Stored data entries

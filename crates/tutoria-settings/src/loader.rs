use std::path::{Path, PathBuf};

use serde_json::Value;

use crate::errors::{Result, SettingsError};
use crate::types::TutoriaSettings;

/// `~/.tutoria`, falling back to `/tmp/.tutoria` without a home directory.
pub fn tutoria_dir() -> PathBuf {
    std::env::var("HOME")
        .map(PathBuf::from)
        .unwrap_or_else(|_| PathBuf::from("/tmp"))
        .join(".tutoria")
}

pub fn settings_path() -> PathBuf {
    tutoria_dir().join("settings.json")
}

/// Load from the default settings path.
pub fn load_settings() -> Result<TutoriaSettings> {
    load_settings_from_path(&settings_path())
}

/// Defaults, then the file at `path` (if it exists), then env overrides.
pub fn load_settings_from_path(path: &Path) -> Result<TutoriaSettings> {
    let defaults = serde_json::to_value(TutoriaSettings::default())?;

    let merged = if path.exists() {
        let raw = std::fs::read_to_string(path).map_err(|source| SettingsError::Io {
            path: path.to_owned(),
            source,
        })?;
        let user: Value = serde_json::from_str(&raw).map_err(|source| SettingsError::Parse {
            path: path.to_owned(),
            source,
        })?;
        tracing::debug!(?path, "settings file loaded");
        deep_merge(defaults, user)
    } else {
        defaults
    };

    let mut settings: TutoriaSettings = serde_json::from_value(merged)?;
    apply_env_overrides(&mut settings, |key| std::env::var(key).ok());
    settings.validate();
    Ok(settings)
}

/// Recursively merge `overlay` into `base`. Objects merge key by key; any other
/// overlay value replaces the base value. `null` in the overlay is ignored.
pub fn deep_merge(base: Value, overlay: Value) -> Value {
    match (base, overlay) {
        (Value::Object(mut base), Value::Object(overlay)) => {
            for (key, value) in overlay {
                let merged = match base.remove(&key) {
                    Some(existing) => deep_merge(existing, value),
                    None => value,
                };
                base.insert(key, merged);
            }
            Value::Object(base)
        }
        (base, Value::Null) => base,
        (_, overlay) => overlay,
    }
}

/// Apply `TUTORIA_*` variables read through `lookup`.
pub fn apply_env_overrides(settings: &mut TutoriaSettings, lookup: impl Fn(&str) -> Option<String>) {
    if let Some(host) = lookup("TUTORIA_HOST") {
        settings.server.host = host;
    }
    if let Some(port) = lookup("TUTORIA_PORT") {
        match port.parse() {
            Ok(p) => settings.server.port = p,
            Err(_) => tracing::warn!(value = %port, "ignoring invalid TUTORIA_PORT"),
        }
    }
    if let Some(path) = lookup("TUTORIA_DB_PATH") {
        settings.store.path = Some(PathBuf::from(path));
    }
    if let Some(endpoint) = lookup("TUTORIA_TUTOR_ENDPOINT") {
        settings.tutor.endpoint = Some(endpoint);
    }
    if let Some(endpoint) = lookup("TUTORIA_CODEGEN_ENDPOINT") {
        settings.codegen.endpoint = Some(endpoint);
    }
    if let Some(interpreter) = lookup("TUTORIA_SANDBOX_INTERPRETER") {
        settings.sandbox.interpreter = interpreter;
    }
    if let Some(level) = lookup("TUTORIA_LOG_LEVEL") {
        settings.logging.level = level;
    }
    if let Some(json) = lookup("TUTORIA_LOG_JSON") {
        settings.logging.json = matches!(json.as_str(), "1" | "true" | "yes");
    }
}

#[cfg(test)]
mod tests {
    use super::*;
    use serde_json::json;
    use std::collections::HashMap;

    #[test]
    fn deep_merge_nested_objects() {
        let base = json!({"server": {"host": "0.0.0.0", "port": 3001}, "x": 1});
        let overlay = json!({"server": {"port": 4000}});
        let merged = deep_merge(base, overlay);
        assert_eq!(merged["server"]["host"], "0.0.0.0");
        assert_eq!(merged["server"]["port"], 4000);
        assert_eq!(merged["x"], 1);
    }

    #[test]
    fn deep_merge_null_keeps_base() {
        let merged = deep_merge(json!({"a": 1}), json!({"a": null}));
        assert_eq!(merged["a"], 1);
    }

    #[test]
    fn deep_merge_arrays_replace() {
        let merged = deep_merge(json!({"a": [1, 2]}), json!({"a": [3]}));
        assert_eq!(merged["a"], json!([3]));
    }

    #[test]
    fn missing_file_yields_defaults() {
        let dir = tempfile::tempdir().unwrap();
        let settings = load_settings_from_path(&dir.path().join("nope.json")).unwrap();
        assert_eq!(settings.sandbox.port_range_start, 40000);
    }

    #[test]
    fn file_values_merge_over_defaults() {
        let dir = tempfile::tempdir().unwrap();
        let path = dir.path().join("settings.json");
        std::fs::write(
            &path,
            r#"{"sandbox": {"portRangeStart": 41000, "portRangeEnd": 41010}, "keepalive": {"pingIntervalMs": 250}}"#,
        )
        .unwrap();

        let settings = load_settings_from_path(&path).unwrap();
        assert_eq!(settings.sandbox.port_range_start, 41000);
        assert_eq!(settings.sandbox.port_range_end, 41010);
        assert_eq!(settings.sandbox.interpreter, "node");
        assert_eq!(settings.keepalive.ping_interval_ms, 250);
    }

    #[test]
    fn invalid_json_is_an_error() {
        let dir = tempfile::tempdir().unwrap();
        let path = dir.path().join("settings.json");
        std::fs::write(&path, "{ nope").unwrap();
        let err = load_settings_from_path(&path).unwrap_err();
        assert!(matches!(err, SettingsError::Parse { .. }));
    }

    #[test]
    fn file_is_validated() {
        let dir = tempfile::tempdir().unwrap();
        let path = dir.path().join("settings.json");
        std::fs::write(&path, r#"{"keepalive": {"pingIntervalMs": 0}}"#).unwrap();
        let settings = load_settings_from_path(&path).unwrap();
        assert_eq!(settings.keepalive.ping_interval_ms, 5000);
    }

    #[test]
    fn env_overrides_apply() {
        let env: HashMap<&str, &str> = HashMap::from([
            ("TUTORIA_PORT", "9000"),
            ("TUTORIA_TUTOR_ENDPOINT", "http://tutor.local/answer"),
            ("TUTORIA_SANDBOX_INTERPRETER", "python3"),
            ("TUTORIA_LOG_JSON", "true"),
        ]);
        let mut settings = TutoriaSettings::default();
        apply_env_overrides(&mut settings, |k| env.get(k).map(|v| v.to_string()));
        assert_eq!(settings.server.port, 9000);
        assert_eq!(settings.tutor.endpoint.as_deref(), Some("http://tutor.local/answer"));
        assert_eq!(settings.sandbox.interpreter, "python3");
        assert!(settings.logging.json);
    }

    #[test]
    fn invalid_env_port_is_ignored() {
        let mut settings = TutoriaSettings::default();
        apply_env_overrides(&mut settings, |k| (k == "TUTORIA_PORT").then(|| "abc".to_string()));
        assert_eq!(settings.server.port, 3001);
    }
}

ASSIGNMENT —
All the records above need to be printed exactly.

RESPONSE AREA —
filename crates/tutoria-settings/src/loader.rs
use std::path::{Path, PathBuf};

use serde_json::Value;

use crate::errors::{Result, SettingsError};
use crate::types::TutoriaSettings;

/// `~/.tutoria`, falling back to `/tmp/.tutoria` without a home directory.
pub fn tutoria_dir() -> PathBuf {
    std::env::var("HOME")
        .map(PathBuf::from)
        .unwrap_or_else(|_| PathBuf::from("/tmp"))
        .join(".tutoria")
}

pub fn settings_path() -> PathBuf {
    tutoria_dir().join("settings.json")
}

/// Load from the default settings path.
pub fn load_settings() -> Result<TutoriaSettings> {
    load_settings_from_path(&settings_path())
}

/// Defaults, then the file at `path` (if it exists), then env overrides.
pub fn load_settings_from_path(path: &Path) -> Result<TutoriaSettings> {
    let defaults = serde_json::to_value(TutoriaSettings::default())?;

    let merged = if path.exists() {
        let raw = std::fs::read_to_string(path).map_err(|source| SettingsError::Io {
            path: path.to_owned(),
            source,
        })?;
        let user: Value = serde_json::from_str(&raw).map_err(|source| SettingsError::Parse {
            path: path.to_owned(),
            source,
        })?;
        tracing::debug!(?path, "settings file loaded");
        deep_merge(defaults, user)
    } else {
        defaults
    };

    let mut settings: TutoriaSettings = serde_json::from_value(merged)?;
    apply_env_overrides(&mut settings, |key| std::env::var(key).ok());
    settings.validate();
    Ok(settings)
}

/// Recursively merge `overlay` into `base`. Objects merge key by key; any other
/// overlay value replaces the base value. `null` in the overlay is ignored.
pub fn deep_merge(base: Value, overlay: Value) -> Value {
    match (base, overlay) {
        (Value::Object(mut base), Value::Object(overlay)) => {
            for (key, value) in overlay {
                let merged = match base.remove(&key) {
                    Some(existing) => deep_merge(existing, value),
                    None => value,
                };
                base.insert(key, merged);
            }
            Value::Object(base)
        }
        (base, Value::Null) => base,
        (_, overlay) => overlay,
    }
}

/// Apply `TUTORIA_*` variables read through `lookup`.
pub fn apply_env_overrides(settings: &mut TutoriaSettings, lookup: impl Fn(&str) -> Option<String>) {
    if let Some(host) = lookup("TUTORIA_HOST") {
        settings.server.host = host;
    }
    if let Some(port) = lookup("TUTORIA_PORT") {
        match port.parse() {
            Ok(p) => settings.server.port = p,
            Err(_) => tracing::warn!(value = %port, "ignoring invalid TUTORIA_PORT"),
        }
    }
    if let Some(path) = lookup("TUTORIA_DB_PATH") {
        settings.store.path = Some(PathBuf::from(path));
    }
    if let Some(endpoint) = lookup("TUTORIA_TUTOR_ENDPOINT") {
        settings.tutor.endpoint = Some(endpoint);
    }
    if let Some(endpoint) = lookup("TUTORIA_CODEGEN_ENDPOINT") {
        settings.codegen.endpoint = Some(endpoint);
    }
    if let Some(interpreter) = lookup("TUTORIA_SANDBOX_INTERPRETER") {
        settings.sandbox.interpreter = interpreter;
    }
    if let Some(level) = lookup("TUTORIA_LOG_LEVEL") {
        settings.logging.level = level;
    }
    if let Some(json) = lookup("TUTORIA_LOG_JSON") {
        settings.logging.json = matches!(json.as_str(), "1" | "true" | "yes");
    }
}

#[cfg(test)]
mod tests {
    use super::*;
    use serde_json::json;
    use std::collections::HashMap;

    #[test]
    fn deep_merge_nested_objects() {
        let base = json!({"server": {"host": "0.0.0.0", "port": 3001}, "x": 1});
        let overlay = json!({"server": {"port": 4000}});
        let merged = deep_merge(base, overlay);
        assert_eq!(merged["server"]["host"], "0.0.0.0");
        assert_eq!(merged["server"]["port"], 4000);
        assert_eq!(merged["x"], 1);
    }

    #[test]
    fn deep_merge_null_keeps_base() {
        let merged = deep_merge(json!({"a": 1}), json!({"a": null}));
        assert_eq!(merged["a"], 1);
    }

    #[test]
    fn deep_merge_arrays_replace() {
        let merged = deep_merge(json!({"a": [1, 2]}), json!({"a": [3]}));
        assert_eq!(merged["a"], json!([3]));
    }

    #[test]
    fn missing_file_yields_defaults() {
        let dir = tempfile::tempdir().unwrap();
        let settings = load_settings_from_path(&dir.path().join("nope.json")).unwrap();
        assert_eq!(settings.sandbox.port_range_start, 40000);
    }

    #[test]
    fn file_values_merge_over_defaults() {
        let dir = tempfile::tempdir().unwrap();
        let path = dir.path().join("settings.json");
        std::fs::write(
            &path,
            r#"{"sandbox": {"portRangeStart": 41000, "portRangeEnd": 41010}, "keepalive": {"pingIntervalMs": 250}}"#,
        )
        .unwrap();

        let settings = load_settings_from_path(&path).unwrap();
        assert_eq!(settings.sandbox.port_range_start, 41000);
        assert_eq!(settings.sandbox.port_range_end, 41010);
        assert_eq!(settings.sandbox.interpreter, "node");
        assert_eq!(settings.keepalive.ping_interval_ms, 250);
    }

    #[test]
    fn invalid_json_is_an_error() {
        let dir = tempfile::tempdir().unwrap();
        let path = dir.path().join("settings.json");
        std::fs::write(&path, "{ nope").unwrap();
        let err = load_settings_from_path(&path).unwrap_err();
        assert!(matches!(err, SettingsError::Parse { .. }));
    }

    #[test]
    fn file_is_validated() {
        let dir = tempfile::tempdir().unwrap();
        let path = dir.path().join("settings.json");
        std::fs::write(&path, r#"{"keepalive": {"pingIntervalMs": 0}}"#).unwrap();
        let settings = load_settings_from_path(&path).unwrap();
        assert_eq!(settings.keepalive.ping_interval_ms, 5000);
    }

    #[test]
    fn env_overrides_apply() {
        let env: HashMap<&str, &str> = HashMap::from([
            ("TUTORIA_PORT", "9000"),
            ("TUTORIA_TUTOR_ENDPOINT", "http://tutor.local/answer"),
            ("TUTORIA_SANDBOX_INTERPRETER", "python3"),
            ("TUTORIA_LOG_JSON", "true"),
        ]);
        let mut settings = TutoriaSettings::default();
        apply_env_overrides(&mut settings, |k| env.get(k).map(|v| v.to_string()));
        assert_eq!(settings.server.port, 9000);
        assert_eq!(settings.tutor.endpoint.as_deref(), Some("http://tutor.local/answer"));
        assert_eq!(settings.sandbox.interpreter, "python3");
        assert!(settings.logging.json);
    }

    #[test]
    fn invalid_env_port_is_ignored() {
        let mut settings = TutoriaSettings::default();
        apply_env_overrides(&mut settings, |k| (k == "TUTORIA_PORT").then(|| "abc".to_string()));
        assert_eq!(settings.server.port, 3001);
    }
}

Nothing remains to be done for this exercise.